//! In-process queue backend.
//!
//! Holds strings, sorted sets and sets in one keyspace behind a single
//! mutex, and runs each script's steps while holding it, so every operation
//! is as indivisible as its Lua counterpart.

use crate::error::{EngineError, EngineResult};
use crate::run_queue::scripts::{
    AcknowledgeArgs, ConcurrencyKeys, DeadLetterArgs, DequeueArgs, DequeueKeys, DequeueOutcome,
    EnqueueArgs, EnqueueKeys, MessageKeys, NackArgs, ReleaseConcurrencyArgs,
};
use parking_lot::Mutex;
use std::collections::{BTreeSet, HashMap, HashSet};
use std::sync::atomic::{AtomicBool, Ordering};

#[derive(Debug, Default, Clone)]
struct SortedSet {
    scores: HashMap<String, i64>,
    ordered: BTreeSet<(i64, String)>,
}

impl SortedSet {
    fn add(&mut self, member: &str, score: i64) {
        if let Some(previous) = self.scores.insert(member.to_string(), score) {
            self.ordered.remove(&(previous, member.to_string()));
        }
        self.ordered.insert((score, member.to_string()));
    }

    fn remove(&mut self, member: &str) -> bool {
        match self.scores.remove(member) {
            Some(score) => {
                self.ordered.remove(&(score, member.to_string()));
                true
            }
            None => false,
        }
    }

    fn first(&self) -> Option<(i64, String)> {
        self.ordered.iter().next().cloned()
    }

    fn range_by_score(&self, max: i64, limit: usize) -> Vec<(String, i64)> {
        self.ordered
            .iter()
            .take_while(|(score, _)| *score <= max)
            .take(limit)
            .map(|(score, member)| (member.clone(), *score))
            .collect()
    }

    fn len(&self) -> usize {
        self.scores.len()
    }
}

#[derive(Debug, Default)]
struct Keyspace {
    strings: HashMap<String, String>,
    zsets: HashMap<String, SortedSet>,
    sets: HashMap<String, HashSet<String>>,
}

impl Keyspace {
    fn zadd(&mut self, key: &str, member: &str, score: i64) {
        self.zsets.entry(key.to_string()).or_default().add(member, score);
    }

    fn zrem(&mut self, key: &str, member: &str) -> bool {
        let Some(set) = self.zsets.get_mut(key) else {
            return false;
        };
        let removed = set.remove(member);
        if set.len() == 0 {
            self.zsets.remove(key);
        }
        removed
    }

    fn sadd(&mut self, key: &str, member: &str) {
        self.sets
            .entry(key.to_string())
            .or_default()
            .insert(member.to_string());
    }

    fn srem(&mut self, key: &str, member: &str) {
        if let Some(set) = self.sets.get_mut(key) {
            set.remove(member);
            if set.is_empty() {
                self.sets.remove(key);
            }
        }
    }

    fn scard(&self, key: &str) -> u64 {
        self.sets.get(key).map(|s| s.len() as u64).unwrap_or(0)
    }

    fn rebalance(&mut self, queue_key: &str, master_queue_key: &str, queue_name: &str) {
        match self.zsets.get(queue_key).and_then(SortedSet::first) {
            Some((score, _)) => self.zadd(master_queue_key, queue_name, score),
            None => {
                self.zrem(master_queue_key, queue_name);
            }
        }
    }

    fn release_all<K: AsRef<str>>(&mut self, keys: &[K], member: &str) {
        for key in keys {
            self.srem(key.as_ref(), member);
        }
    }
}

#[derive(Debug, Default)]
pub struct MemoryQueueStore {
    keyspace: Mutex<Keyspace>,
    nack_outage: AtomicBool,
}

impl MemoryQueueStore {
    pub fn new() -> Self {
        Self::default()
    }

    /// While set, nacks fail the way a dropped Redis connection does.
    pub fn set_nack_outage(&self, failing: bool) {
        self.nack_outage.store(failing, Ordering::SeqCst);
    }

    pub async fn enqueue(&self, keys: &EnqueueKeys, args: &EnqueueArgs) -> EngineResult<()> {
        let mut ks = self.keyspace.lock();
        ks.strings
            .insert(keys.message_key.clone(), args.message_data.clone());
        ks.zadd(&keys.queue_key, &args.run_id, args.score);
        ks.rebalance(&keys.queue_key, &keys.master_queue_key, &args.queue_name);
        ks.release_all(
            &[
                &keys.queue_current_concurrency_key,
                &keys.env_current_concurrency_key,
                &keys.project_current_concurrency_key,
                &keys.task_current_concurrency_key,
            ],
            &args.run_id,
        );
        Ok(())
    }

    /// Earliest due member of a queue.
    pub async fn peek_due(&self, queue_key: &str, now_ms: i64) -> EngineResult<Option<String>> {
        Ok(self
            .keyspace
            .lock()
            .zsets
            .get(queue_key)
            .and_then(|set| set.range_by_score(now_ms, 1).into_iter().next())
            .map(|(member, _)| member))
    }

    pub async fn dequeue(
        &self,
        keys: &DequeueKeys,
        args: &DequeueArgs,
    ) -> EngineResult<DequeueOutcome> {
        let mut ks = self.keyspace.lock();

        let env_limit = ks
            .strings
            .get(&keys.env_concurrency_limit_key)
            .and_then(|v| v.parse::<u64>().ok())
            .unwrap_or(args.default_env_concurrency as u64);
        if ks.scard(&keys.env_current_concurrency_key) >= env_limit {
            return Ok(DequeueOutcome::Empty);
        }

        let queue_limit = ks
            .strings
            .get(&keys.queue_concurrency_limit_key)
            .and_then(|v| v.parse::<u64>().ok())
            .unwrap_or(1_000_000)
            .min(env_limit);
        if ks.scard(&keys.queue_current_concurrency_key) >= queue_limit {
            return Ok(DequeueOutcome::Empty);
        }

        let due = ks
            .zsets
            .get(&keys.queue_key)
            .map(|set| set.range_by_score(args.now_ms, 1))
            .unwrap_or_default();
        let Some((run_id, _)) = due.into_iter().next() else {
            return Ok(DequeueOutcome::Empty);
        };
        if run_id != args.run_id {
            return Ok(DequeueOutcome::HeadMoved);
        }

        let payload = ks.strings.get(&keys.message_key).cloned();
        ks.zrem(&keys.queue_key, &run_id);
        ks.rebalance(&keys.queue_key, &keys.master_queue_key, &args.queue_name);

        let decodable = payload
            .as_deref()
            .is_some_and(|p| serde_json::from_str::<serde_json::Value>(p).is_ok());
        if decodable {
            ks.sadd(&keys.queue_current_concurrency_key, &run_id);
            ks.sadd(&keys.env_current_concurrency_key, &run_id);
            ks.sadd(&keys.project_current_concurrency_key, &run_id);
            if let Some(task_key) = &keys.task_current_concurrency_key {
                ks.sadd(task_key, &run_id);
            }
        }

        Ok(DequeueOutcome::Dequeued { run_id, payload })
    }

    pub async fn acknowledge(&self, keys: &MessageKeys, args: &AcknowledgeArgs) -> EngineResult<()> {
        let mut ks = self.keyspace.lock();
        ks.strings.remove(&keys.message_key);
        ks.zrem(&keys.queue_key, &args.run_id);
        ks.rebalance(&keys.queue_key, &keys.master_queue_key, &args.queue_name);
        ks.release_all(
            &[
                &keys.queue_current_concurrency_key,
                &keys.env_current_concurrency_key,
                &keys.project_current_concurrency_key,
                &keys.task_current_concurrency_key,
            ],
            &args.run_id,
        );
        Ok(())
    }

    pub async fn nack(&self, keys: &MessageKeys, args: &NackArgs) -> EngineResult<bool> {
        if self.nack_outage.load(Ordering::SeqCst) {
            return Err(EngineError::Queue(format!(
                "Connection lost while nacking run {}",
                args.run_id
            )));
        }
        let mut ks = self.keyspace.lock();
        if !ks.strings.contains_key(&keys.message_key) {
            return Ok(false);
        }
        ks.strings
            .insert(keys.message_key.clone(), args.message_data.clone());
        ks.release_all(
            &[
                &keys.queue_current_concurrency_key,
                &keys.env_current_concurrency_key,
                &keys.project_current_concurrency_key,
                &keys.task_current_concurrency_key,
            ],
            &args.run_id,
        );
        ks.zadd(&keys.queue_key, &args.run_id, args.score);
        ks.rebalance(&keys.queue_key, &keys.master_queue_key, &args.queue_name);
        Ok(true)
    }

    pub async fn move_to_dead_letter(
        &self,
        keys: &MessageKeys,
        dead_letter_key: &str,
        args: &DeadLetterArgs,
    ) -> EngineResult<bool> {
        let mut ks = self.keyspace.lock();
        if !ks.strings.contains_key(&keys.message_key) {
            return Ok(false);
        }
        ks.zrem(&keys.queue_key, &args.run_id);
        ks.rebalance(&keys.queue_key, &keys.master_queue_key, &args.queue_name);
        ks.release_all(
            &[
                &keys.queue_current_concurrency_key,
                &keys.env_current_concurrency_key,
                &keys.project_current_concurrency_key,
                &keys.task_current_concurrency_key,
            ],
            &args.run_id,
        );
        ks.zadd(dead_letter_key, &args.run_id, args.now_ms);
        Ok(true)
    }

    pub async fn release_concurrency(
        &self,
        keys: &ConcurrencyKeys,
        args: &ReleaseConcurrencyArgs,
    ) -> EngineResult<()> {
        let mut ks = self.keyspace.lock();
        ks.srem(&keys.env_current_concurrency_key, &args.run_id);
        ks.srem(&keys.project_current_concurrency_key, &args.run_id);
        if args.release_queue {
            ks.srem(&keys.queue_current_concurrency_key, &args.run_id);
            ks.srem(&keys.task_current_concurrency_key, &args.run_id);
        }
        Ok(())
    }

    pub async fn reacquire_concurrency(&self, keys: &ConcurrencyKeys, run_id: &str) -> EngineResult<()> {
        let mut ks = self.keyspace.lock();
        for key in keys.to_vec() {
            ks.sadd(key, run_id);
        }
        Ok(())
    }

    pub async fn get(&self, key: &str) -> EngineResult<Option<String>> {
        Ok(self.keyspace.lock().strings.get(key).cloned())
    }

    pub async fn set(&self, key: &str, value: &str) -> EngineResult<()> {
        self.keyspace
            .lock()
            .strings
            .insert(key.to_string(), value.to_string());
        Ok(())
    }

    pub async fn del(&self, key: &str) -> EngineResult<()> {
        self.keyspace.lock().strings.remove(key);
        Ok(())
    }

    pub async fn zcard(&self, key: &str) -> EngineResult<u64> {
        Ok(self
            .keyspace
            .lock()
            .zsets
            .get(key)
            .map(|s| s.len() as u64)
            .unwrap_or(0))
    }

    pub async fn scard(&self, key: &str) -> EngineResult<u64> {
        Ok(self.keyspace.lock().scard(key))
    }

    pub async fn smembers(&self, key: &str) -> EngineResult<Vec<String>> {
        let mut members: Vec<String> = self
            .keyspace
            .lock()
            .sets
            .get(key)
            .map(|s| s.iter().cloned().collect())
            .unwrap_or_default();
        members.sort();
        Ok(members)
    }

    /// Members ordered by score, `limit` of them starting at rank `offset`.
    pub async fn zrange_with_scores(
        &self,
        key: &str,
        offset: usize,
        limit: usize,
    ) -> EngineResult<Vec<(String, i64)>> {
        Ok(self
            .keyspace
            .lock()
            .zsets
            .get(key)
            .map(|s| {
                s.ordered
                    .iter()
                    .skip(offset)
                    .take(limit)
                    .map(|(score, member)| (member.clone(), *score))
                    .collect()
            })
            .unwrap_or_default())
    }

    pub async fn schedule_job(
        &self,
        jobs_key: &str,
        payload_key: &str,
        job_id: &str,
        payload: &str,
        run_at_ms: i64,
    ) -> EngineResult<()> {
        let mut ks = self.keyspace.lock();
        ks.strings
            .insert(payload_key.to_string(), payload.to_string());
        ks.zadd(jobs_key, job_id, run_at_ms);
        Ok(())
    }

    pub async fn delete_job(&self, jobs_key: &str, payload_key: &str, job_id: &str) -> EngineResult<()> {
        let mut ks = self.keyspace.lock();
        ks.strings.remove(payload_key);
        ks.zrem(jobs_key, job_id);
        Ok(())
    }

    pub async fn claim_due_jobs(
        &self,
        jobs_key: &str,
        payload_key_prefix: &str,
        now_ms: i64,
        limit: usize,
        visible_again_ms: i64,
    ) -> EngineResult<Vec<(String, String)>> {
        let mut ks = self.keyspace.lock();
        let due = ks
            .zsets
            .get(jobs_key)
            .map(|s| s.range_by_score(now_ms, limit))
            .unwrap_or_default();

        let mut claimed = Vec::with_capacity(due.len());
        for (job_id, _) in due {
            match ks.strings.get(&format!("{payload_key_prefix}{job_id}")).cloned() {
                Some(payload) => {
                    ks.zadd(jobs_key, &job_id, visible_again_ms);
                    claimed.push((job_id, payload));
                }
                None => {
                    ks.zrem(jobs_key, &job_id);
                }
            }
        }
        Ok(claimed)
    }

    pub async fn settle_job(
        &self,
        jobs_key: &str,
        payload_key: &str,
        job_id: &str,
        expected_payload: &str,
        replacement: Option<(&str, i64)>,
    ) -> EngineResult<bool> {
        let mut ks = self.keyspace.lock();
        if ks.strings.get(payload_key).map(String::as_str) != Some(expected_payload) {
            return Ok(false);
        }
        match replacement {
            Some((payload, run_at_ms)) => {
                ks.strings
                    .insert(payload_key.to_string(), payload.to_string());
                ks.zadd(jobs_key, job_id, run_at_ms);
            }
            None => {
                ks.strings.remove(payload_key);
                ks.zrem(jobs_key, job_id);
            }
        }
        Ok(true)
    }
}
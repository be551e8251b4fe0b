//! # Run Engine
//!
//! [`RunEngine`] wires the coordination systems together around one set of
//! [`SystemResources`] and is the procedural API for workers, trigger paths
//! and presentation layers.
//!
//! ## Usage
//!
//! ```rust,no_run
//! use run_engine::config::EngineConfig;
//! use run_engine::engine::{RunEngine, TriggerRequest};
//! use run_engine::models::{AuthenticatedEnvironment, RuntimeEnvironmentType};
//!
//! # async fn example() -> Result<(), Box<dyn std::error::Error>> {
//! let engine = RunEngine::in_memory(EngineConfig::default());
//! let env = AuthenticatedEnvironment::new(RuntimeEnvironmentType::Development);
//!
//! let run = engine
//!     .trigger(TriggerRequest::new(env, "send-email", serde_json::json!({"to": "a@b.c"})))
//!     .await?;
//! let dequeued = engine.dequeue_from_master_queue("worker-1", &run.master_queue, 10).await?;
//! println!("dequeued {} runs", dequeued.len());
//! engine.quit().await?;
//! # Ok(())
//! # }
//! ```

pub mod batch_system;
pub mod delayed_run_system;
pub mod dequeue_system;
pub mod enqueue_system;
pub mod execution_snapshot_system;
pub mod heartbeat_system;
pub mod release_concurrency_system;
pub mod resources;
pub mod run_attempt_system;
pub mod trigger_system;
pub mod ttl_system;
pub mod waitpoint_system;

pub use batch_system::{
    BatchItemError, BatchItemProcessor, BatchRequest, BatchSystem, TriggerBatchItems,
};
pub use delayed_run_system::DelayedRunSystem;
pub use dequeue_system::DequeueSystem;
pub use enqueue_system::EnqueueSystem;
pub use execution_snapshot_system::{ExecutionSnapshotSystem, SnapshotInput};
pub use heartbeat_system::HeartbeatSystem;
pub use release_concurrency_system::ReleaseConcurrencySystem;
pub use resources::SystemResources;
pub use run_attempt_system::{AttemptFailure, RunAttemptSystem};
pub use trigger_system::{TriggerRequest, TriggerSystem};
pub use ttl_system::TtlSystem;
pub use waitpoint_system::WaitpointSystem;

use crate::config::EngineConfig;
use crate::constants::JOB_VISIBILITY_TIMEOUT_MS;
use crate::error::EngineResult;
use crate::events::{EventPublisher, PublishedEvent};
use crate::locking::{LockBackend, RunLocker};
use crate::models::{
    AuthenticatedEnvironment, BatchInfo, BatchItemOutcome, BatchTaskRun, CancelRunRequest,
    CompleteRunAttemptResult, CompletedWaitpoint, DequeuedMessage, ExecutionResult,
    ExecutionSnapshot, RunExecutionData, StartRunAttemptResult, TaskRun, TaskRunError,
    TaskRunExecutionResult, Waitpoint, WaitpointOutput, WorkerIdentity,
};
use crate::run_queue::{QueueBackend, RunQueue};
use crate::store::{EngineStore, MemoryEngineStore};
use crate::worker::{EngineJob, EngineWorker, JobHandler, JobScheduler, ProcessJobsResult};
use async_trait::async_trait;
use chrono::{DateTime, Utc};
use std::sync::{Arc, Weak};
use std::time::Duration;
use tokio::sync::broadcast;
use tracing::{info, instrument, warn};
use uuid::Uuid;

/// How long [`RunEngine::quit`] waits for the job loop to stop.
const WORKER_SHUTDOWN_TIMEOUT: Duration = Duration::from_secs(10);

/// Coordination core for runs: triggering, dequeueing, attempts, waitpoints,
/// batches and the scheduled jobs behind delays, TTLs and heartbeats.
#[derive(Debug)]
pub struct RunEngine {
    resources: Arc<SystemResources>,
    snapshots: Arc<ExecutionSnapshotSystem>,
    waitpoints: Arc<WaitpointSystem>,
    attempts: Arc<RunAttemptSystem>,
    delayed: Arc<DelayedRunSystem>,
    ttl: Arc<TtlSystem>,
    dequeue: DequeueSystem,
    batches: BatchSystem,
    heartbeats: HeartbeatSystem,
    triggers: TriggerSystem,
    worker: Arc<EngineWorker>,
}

[Work instruction] What you give back must be the stretch above, starting at the line with "if let Some(task_key)" and ending at the line with "ks.strings.remove(&keys.message_key);", copied exactly.

[Response to the task]
            if let Some(task_key) = &keys.task_current_concurrency_key {
                ks.sadd(task_key, &run_id);
            }
        }

        Ok(DequeueOutcome::Dequeued { run_id, payload })
    }

    pub async fn acknowledge(&self, keys: &MessageKeys, args: &AcknowledgeArgs) -> EngineResult<()> {
        let mut ks = self.keyspace.lock();
        ks.strings.remove(&keys.message_key);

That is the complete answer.